By Mark Michael

The Rev. Wavel Ramkalaran, whose political career emerged from a vocation to prophetic preaching, was elected president of Seychelles on October 25, in the small island nation’s first peaceful transition of power since its independence from Britain in 1976. Ramkalawan, 59, has been leader of the country’s Seychelles National Party since its founding in 1994, and has been the party’s candidate in the last six presidential elections. He was sworn into office the following day at the State House in Victoria, the national capital.

Seychelles’ original president, James Mancham, was overthrown in a bloodless coup by prime minister France-Albert Rene just a year after independence. Rene created a single-party socialist state under the control of his socialist Seychelles People’s Progressive Front. His regime was marked by widespread torture and espionage and it maintained social control through the National Youth Service, a military-style organization that indoctrinated teenagers in the party’s ideology.

Because of strict government censorship of the press, clergy in the predominantly Roman Catholic country were the only public figures with relative freedom to speak out against abuses. Ramkalaran, who was ordained in 1985, had recently returned from studies at Birmingham University in the U.K. and was serving in an Anglican parish near Victoria, the largest city and capital, when he encountered people who had suffered at the hands of the regime.

“Being a politician was not a job I wanted to do, but seeing so many abuses while being a priest, I had to do something to change the abuses happening in Seychelles,” he told an interviewer from the Seychelles Culture Ministry. A 1990 sermon of Ramkalaran’s that was broadcast on national radio is widely described as a watershed moment in creating pressure for a return to democratic norms, and Rene announced a return to multiparty rule in late 1991.

That year, Ramkalaran joined other activists in forming the Parti Seselwa, the republic’s first registered alternative party. It would merge with several other opposition parties to form the Seychelles National Party in 1994. Ramkalaran was elected to the National Assembly in 1998, and represented his local constituency, St. Louis, in the legislative body until his election as president.  He ran against candidates of Rene’s People’s Progressive Front in each presidential election since 1998, losing by only 182 votes to the SPPF candidate in 2015 (63,893 votes were cast, an impressive 90% turnout in the tiny country).

The most recent election campaign in Seychelles focused heavily on proposals for economic recovery for the islands, whose tourism-dependent economy has suffered heavily from COVID-19 travel restrictions. Per-capita, Seychelles is among the wealthiest African nations, but the International Monetary Fund predicts that the nation’s economy will contract by 13.8% in 2020. Ramkalaran has promised to raise the minimum wage. The islands, famed for their natural beauty and rare wildlife, also are deeply threatened by rising sea levels due to climate change.

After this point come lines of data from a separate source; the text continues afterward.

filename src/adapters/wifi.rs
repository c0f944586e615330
//! WiFi station-mode adapter.
//!
//! Brings the station up so the HTTP command layer is reachable.  The
//! actuators do not depend on it: a failed association is logged and the
//! node keeps running with whatever commands it already holds.
//!
//! ## cfg gating
//!
//! - **`target_os = "espidf"`**: real ESP-IDF WiFi driver calls via `esp_idf_svc::wifi`.
//! - **all other targets**: credential validation only.

use core::fmt;

// ───────────────────────────────────────────────────────────────
// Errors
// ───────────────────────────────────────────────────────────────

#[derive(Debug, Clone, PartialEq, Eq)]
pub enum ConnectivityError {
    InvalidSsid,
    InvalidPassword,
    ConnectionFailed,
}

impl fmt::Display for ConnectivityError {
    fn fmt(&self, f: &mut fmt::Formatter<'_>) -> fmt::Result {
        match self {
            Self::InvalidSsid => write!(f, "SSID invalid (must be 1-32 printable ASCII bytes)"),
            Self::InvalidPassword => write!(f, "password invalid (must be 8-64 bytes for WPA2, or empty for open)"),
            Self::ConnectionFailed => write!(f, "WiFi connection failed"),
        }
    }
}

impl std::error::Error for ConnectivityError {}

// ───────────────────────────────────────────────────────────────
// Validation
// ───────────────────────────────────────────────────────────────

fn is_printable_ascii(s: &str) -> bool {
    s.bytes().all(|b| (0x20..=0x7E).contains(&b))
}

fn validate_ssid(ssid: &str) -> Result<(), ConnectivityError> {
    if ssid.is_empty() || ssid.len() > 32 || !is_printable_ascii(ssid) {
        return Err(ConnectivityError::InvalidSsid);
    }
    Ok(())
}

fn validate_password(password: &str) -> Result<(), ConnectivityError> {
    if password.is_empty() {
        return Ok(());
    }
    if password.len() < 8 || password.len() > 64 {
        return Err(ConnectivityError::InvalidPassword);
    }
    Ok(())
}

// ───────────────────────────────────────────────────────────────
// Credentials
// ───────────────────────────────────────────────────────────────

#[derive(Clone)]
pub struct WifiCredentials {
    ssid: heapless::String<32>,
    password: heapless::String<64>,
}

impl WifiCredentials {
    pub fn new(ssid: &str, password: &str) -> Result<Self, ConnectivityError> {
        validate_ssid(ssid)?;
        validate_password(password)?;
        let mut creds = Self {
            ssid: heapless::String::new(),
            password: heapless::String::new(),
        };
        creds.ssid.push_str(ssid).map_err(|_| ConnectivityError::InvalidSsid)?;
        creds.password.push_str(password).map_err(|_| ConnectivityError::InvalidPassword)?;
        Ok(creds)
    }

    /// Credentials baked in at build time (`WIFI_SSID`, `WIFI_PASSWORD`).
    pub fn from_build_env() -> Result<Self, ConnectivityError> {
        Self::new(
            option_env!("WIFI_SSID").unwrap_or(""),
            option_env!("WIFI_PASSWORD").unwrap_or(""),
        )
    }

    pub fn ssid(&self) -> &str {
        &self.ssid
    }

    pub fn password(&self) -> &str {
        &self.password
    }

    pub fn is_open(&self) -> bool {
        self.password.is_empty()
    }
}

impl fmt::Debug for WifiCredentials {
    fn fmt(&self, f: &mut fmt::Formatter<'_>) -> fmt::Result {
        f.debug_struct("WifiCredentials")
            .field("ssid", &self.ssid)
            .field("password", &"<redacted>")
            .finish()
    }
}

// ───────────────────────────────────────────────────────────────
// Station bring-up
// ───────────────────────────────────────────────────────────────

#[cfg(target_os = "espidf")]
pub use station::connect;

#[cfg(target_os = "espidf")]
mod station {
    use esp_idf_hal::delay::FreeRtos;
    use esp_idf_svc::wifi::{AuthMethod, BlockingWifi, ClientConfiguration, Configuration, EspWifi};
    use log::{info, warn};

    use super::{ConnectivityError, WifiCredentials};

    /// Associate with the AP, polling up to `attempts` times with
    /// `retry_delay_ms` between tries.
    pub fn connect(
        wifi: &mut BlockingWifi<EspWifi<'static>>,
        creds: &WifiCredentials,
        attempts: u32,
        retry_delay_ms: u32,
    ) -> anyhow::Result<()> {
        let config = Configuration::Client(ClientConfiguration {
            ssid: creds
                .ssid()
                .try_into()
                .map_err(|_| ConnectivityError::InvalidSsid)?,
            password: creds
                .password()
                .try_into()
                .map_err(|_| ConnectivityError::InvalidPassword)?,
            auth_method: if creds.is_open() {
                AuthMethod::None
            } else {
                AuthMethod::WPA2Personal
            },
            ..Default::default()
        });
        wifi.set_configuration(&config)?;
        wifi.start()?;

        info!("WiFi: connecting to '{}'", creds.ssid());
        let mut connected = false;
        for attempt in 1..=attempts.max(1) {
            match wifi.connect() {
                Ok(()) => {
                    connected = true;
                    break;
                }
                Err(e) => {
                    warn!("WiFi: attempt {}/{} failed ({})", attempt, attempts, e);
                    FreeRtos::delay_ms(retry_delay_ms);
                }
            }
        }
        if !connected {
            return Err(ConnectivityError::ConnectionFailed.into());
        }

        wifi.wait_netif_up()?;
        let ip = wifi.wifi().sta_netif().get_ip_info()?.ip;
        info!("WiFi: connected, IP address {}", ip);
        Ok(())
    }
}

// ───────────────────────────────────────────────────────────────
// Tests
// ───────────────────────────────────────────────────────────────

Ramkalaran has pledged to work closely with his defeated rival, Danny Faure. “Mr. Faure and I are good friends,” he said, “And an election does not mean the end of one’s contributions to one’s motherland. In this election there were no losers, there were no winners. Our country was given the opportunity as the ultimate winner.” The U. S. government congratulated the nation’s citizens on its “orderly and free” election, saying “your historic election is evidence that Seychelles has become a truly democratic nation.”

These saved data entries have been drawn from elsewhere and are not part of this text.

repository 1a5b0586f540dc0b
use axum::{extract::State, Extension, Json};
use validator::Validate;

use crate::auth::middleware::AuthUser;
use crate::dto::{ApiResponse, KitCodeRequest, UpdateProfileRequest};
use crate::error::{AppError, AppResult};
use crate::models::user::UserProfile;
use crate::AppState;

pub async fn update_profile(
    State(state): State<AppState>,
    Extension(auth_user): Extension<AuthUser>,
    Json(mut body): Json<UpdateProfileRequest>,
) -> AppResult<Json<ApiResponse<UserProfile>>> {
    body.normalize();
    body.validate()?;

    let user = state
        .users
        .update_profile(auth_user.id, body.into_update())
        .await?
        .ok_or(AppError::NotFound("User not found".into()))?;

    Ok(Json(ApiResponse::with_message(user.into(), "Profile updated")))
}

pub async fn update_kit_code(
    State(state): State<AppState>,
    Extension(auth_user): Extension<AuthUser>,
    Json(body): Json<KitCodeRequest>,
) -> AppResult<Json<ApiResponse<UserProfile>>> {
    body.validate()?;

    let user = state
        .users
        .claim_kit_code(auth_user.id, &body.kit_code)
        .await?
        .ok_or(AppError::NotFound("User not found".into()))?;

    tracing::info!(user_id = %auth_user.id, "Kit code linked");
    Ok(Json(ApiResponse::with_message(user.into(), "Kit code updated")))
}
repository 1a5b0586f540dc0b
//! Persistence for user accounts.

use async_trait::async_trait;
use sqlx::PgPool;
use uuid::Uuid;

use crate::error::{AppError, AppResult};
use crate::models::user::{NewUser, ProfileUpdate, User};

/// Postgres unique_violation.
const UNIQUE_VIOLATION: &str = "23505";

fn is_unique_violation(err: &sqlx::Error) -> bool {
    matches!(err, sqlx::Error::Database(db) if db.code().as_deref() == Some(UNIQUE_VIOLATION))
}

#[async_trait]
pub trait UserStore: Send + Sync {
    /// Fails with `Conflict` when the email is taken.
    async fn create(&self, user: NewUser) -> AppResult<User>;

    async fn find(&self, id: Uuid) -> AppResult<Option<User>>;

    async fn find_by_email(&self, email: &str) -> AppResult<Option<User>>;

    async fn touch_last_active(&self, id: Uuid) -> AppResult<Option<User>>;

    async fn update_profile(&self, id: Uuid, update: ProfileUpdate) -> AppResult<Option<User>>;

    /// Links `kit_code` to the user and marks the kit scanned. Fails with
    /// `Conflict` when another user already holds the code.
    async fn claim_kit_code(&self, id: Uuid, kit_code: &str) -> AppResult<Option<User>>;
}

#[derive(Clone)]
pub struct PgUserStore {
    db: PgPool,
}

impl PgUserStore {
    pub fn new(db: PgPool) -> Self {
        Self { db }
    }
}

#[async_trait]
impl UserStore for PgUserStore {
    async fn create(&self, user: NewUser) -> AppResult<User> {
        sqlx::query_as::<_, User>(
            r#"
            INSERT INTO users (id, name, email, phone, password_hash)
            VALUES ($1, $2, $3, $4, $5)
            RETURNING *
            "#,
        )
        .bind(Uuid::new_v4())
        .bind(&user.name)
        .bind(&user.email)
        .bind(&user.phone)
        .bind(&user.password_hash)
        .fetch_one(&self.db)
        .await
        .map_err(|e| {
            if is_unique_violation(&e) {
                AppError::Conflict("Email already registered".into())
            } else {
                AppError::Database(e)
            }
        })
    }

    async fn find(&self, id: Uuid) -> AppResult<Option<User>> {
        let user = sqlx::query_as::<_, User>("SELECT * FROM users WHERE id = $1")
            .bind(id)
            .fetch_optional(&self.db)
            .await?;
        Ok(user)
    }

    async fn find_by_email(&self, email: &str) -> AppResult<Option<User>> {
        let user = sqlx::query_as::<_, User>("SELECT * FROM users WHERE email = $1")
            .bind(email)
            .fetch_optional(&self.db)
            .await?;
        Ok(user)
    }

    async fn touch_last_active(&self, id: Uuid) -> AppResult<Option<User>> {
        let user = sqlx::query_as::<_, User>(
            "UPDATE users SET last_active = NOW() WHERE id = $1 RETURNING *",
        )
        .bind(id)
        .fetch_optional(&self.db)
        .await?;
        Ok(user)
    }

    async fn update_profile(&self, id: Uuid, update: ProfileUpdate) -> AppResult<Option<User>> {
        // $4 says whether avatar was sent at all; $5 may be NULL to clear it.
        let user = sqlx::query_as::<_, User>(
            r#"
            UPDATE users SET
                name = COALESCE($2, name),
                phone = COALESCE($3, phone),
                avatar = CASE WHEN $4::boolean THEN $5::text ELSE avatar END,
                stress_level = COALESCE($6, stress_level),
                updated_at = NOW()
            WHERE id = $1
            RETURNING *
            "#,
        )
        .bind(id)
        .bind(&update.name)
        .bind(&update.phone)
        .bind(update.avatar.is_some())
        .bind(update.avatar.flatten())
        .bind(update.stress_level)
        .fetch_optional(&self.db)
        .await?;
        Ok(user)
    }

    async fn claim_kit_code(&self, id: Uuid, kit_code: &str) -> AppResult<Option<User>> {
        let owner = sqlx::query_scalar::<_, Uuid>("SELECT id FROM users WHERE kit_code = $1")
            .bind(kit_code)
            .fetch_optional(&self.db)
            .await?;

        if owner.is_some_and(|owner| owner != id) {
            return Err(AppError::Conflict("Kit code already in use".into()));
        }

        // The unique index still guards against a concurrent claim.
        sqlx::query_as::<_, User>(
            r#"
            UPDATE users SET kit_code = $2, kit_scanned = true, updated_at = NOW()
            WHERE id = $1
            RETURNING *
            "#,
        )
        .bind(id)
        .bind(kit_code)
        .fetch_optional(&self.db)
        .await
        .map_err(|e| {
            if is_unique_violation(&e) {
                AppError::Conflict("Kit code already in use".into())
            } else {
                AppError::Database(e)
            }
        })
    }
}
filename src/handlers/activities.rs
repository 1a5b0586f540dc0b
use axum::{
    extract::{Path, Query, State},
    http::StatusCode,
    Extension, Json,
};
use chrono::Utc;
use uuid::Uuid;
use validator::Validate;

use crate::auth::middleware::AuthUser;
use crate::dto::{ActivityListQuery, ActivityListResponse, ApiResponse, CreateActivityRequest};
use crate::error::{AppError, AppResult};
use crate::models::activity::{Activity, NewActivity};
use crate::AppState;

pub async fn create_activity(
    State(state): State<AppState>,
    Extension(auth_user): Extension<AuthUser>,
    Json(body): Json<CreateActivityRequest>,
) -> AppResult<(StatusCode, Json<ApiResponse<Activity>>)> {
    let activity_type = body.parse_type().map_err(AppError::Validation)?;
    body.validate()?;
    let completed_at = body
        .validate_completed_at(Utc::now())
        .map_err(AppError::Validation)?;

    // Duration only means something for timed activities.
    let duration = if activity_type.is_timed() {
        body.duration
    } else {
        None
    };

    let activity = state
        .activities
        .insert(NewActivity {
            user_id: auth_user.id,
            activity_type,
            duration,
            mood: body.mood,
            notes: body.notes,
            completed_at,
        })
        .await?;

    tracing::info!(
        user_id = %auth_user.id,
        activity_id = %activity.id,
        activity_type = %activity.activity_type,
        "Activity logged"
    );

    Ok((
        StatusCode::CREATED,
        Json(ApiResponse::with_message(activity, "Activity logged")),
    ))
}

pub async fn list_activities(
    State(state): State<AppState>,
    Extension(auth_user): Extension<AuthUser>,
    Query(query): Query<ActivityListQuery>,
) -> AppResult<Json<ApiResponse<ActivityListResponse<Activity>>>> {
    let filter = query.to_filter();
    let (activities, total) = state.activities.list(auth_user.id, filter).await?;

    Ok(Json(ApiResponse::ok(ActivityListResponse {
        activities,
        total,
        limit: filter.limit,
        offset: filter.offset,
    })))
}

pub async fn get_activity(
    State(state): State<AppState>,
    Extension(auth_user): Extension<AuthUser>,
    Path(activity_id): Path<Uuid>,
) -> AppResult<Json<ApiResponse<Activity>>> {
    let activity = state
        .activities
        .find(auth_user.id, activity_id)
        .await?
        .ok_or(AppError::NotFound("Activity not found".into()))?;

    Ok(Json(ApiResponse::ok(activity)))
}

pub async fn delete_activity(
    State(state): State<AppState>,
    Extension(auth_user): Extension<AuthUser>,
    Path(activity_id): Path<Uuid>,
) -> AppResult<Json<ApiResponse<Option<()>>>> {
    if !state.activities.delete(auth_user.id, activity_id).await? {
        return Err(AppError::NotFound("Activity not found".into()));
    }

    tracing::info!(user_id = %auth_user.id, activity_id = %activity_id, "Activity deleted");
    Ok(Json(ApiResponse::with_message(None, "Activity deleted")))
}
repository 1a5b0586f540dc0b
use sqlx::postgres::PgPoolOptions;
use sqlx::PgPool;

pub async fn create_pool(database_url: &str) -> Result<PgPool, sqlx::Error> {
    PgPoolOptions::new()
        .max_connections(20)
        .acquire_timeout(std::time::Duration::from_secs(5))
        .connect(database_url)
        .await
}
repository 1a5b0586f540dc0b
use axum::{extract::State, http::StatusCode, Json};
use chrono::Utc;
use serde_json::{json, Value};

use crate::AppState;

pub async fn health_check() -> Json<Value> {
    Json(json!({
        "success": true,
        "status": "ok",
        "service": "waicalm-api",
        "version": env!("CARGO_PKG_VERSION"),
        "timestamp": Utc::now().to_rfc3339(),
    }))
}

pub async fn readyz(State(state): State<AppState>) -> (StatusCode, Json<Value>) {
    let db_ok = sqlx::query_scalar::<_, i32>("SELECT 1")
        .fetch_one(&state.db)
        .await
        .is_ok();

    if db_ok {
        (
            StatusCode::OK,
            Json(json!({
                "status": "ready",
                "checks": { "database": "ok" },
            })),
        )
    } else {
        (
            StatusCode::SERVICE_UNAVAILABLE,
            Json(json!({
                "status": "not_ready",
                "checks": { "database": "failed" },
            })),
        )
    }
}

#[cfg(test)]
mod tests {
    use axum::http::{Method, StatusCode};

    use crate::handlers::test_support::TestApp;

    #[tokio::test]
    async fn test_health_is_public() {
        let app = TestApp::new();
        let (status, body) = app.request(Method::GET, "/health", None, None).await;
        assert_eq!(status, StatusCode::OK);
        assert_eq!(body["status"], "ok");
        assert_eq!(body["service"], "waicalm-api");
    }
}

The new president, whose grandfather was an immigrant from Bihar, India, grew up in an Anglican family.  He was in active parish ministry for much of his early political career, serving as rector of Holy Saviour parish in Anse Royal and assisting at St. Luke’s in Bel Ombre. He took a sabbatical from clerical duties in 2005 but remains a priest in good standing.

He is affectionately called “Father” by his supporters and says that he doesn’t see a deep conflict between his priestly and political duties. Several years ago, he told an interviewer, “Firstly, I am a messenger of God. Being a politician and a priest is to be a messenger for the people. Some people see it as a conflict, but I see it as a way to help people by being their messenger.”

Very few Anglican clergy have held elected office, though Anglican bishops have always served in Britain’s House of Lords. Until 2001, Anglican clergy were disqualified from standing for election as members of parliament in the UK and in other elected bodies, like the European Parliament.

The tiny island nation of Vanuatu, another former British colony, is the only significant exception. Its founding prime minister, Walter Lini, was an Anglican priest, as was one of its presidents, John Bani, who served as head of state from 1998 until 2004.  The Rev. John Danforth, former U. S. Senator from Missouri and former U. S. Ambassador to the United Nations, is an Episcopal priest and was an associate at St. Alban’s parish in Washington, D.C. while serving in Congress.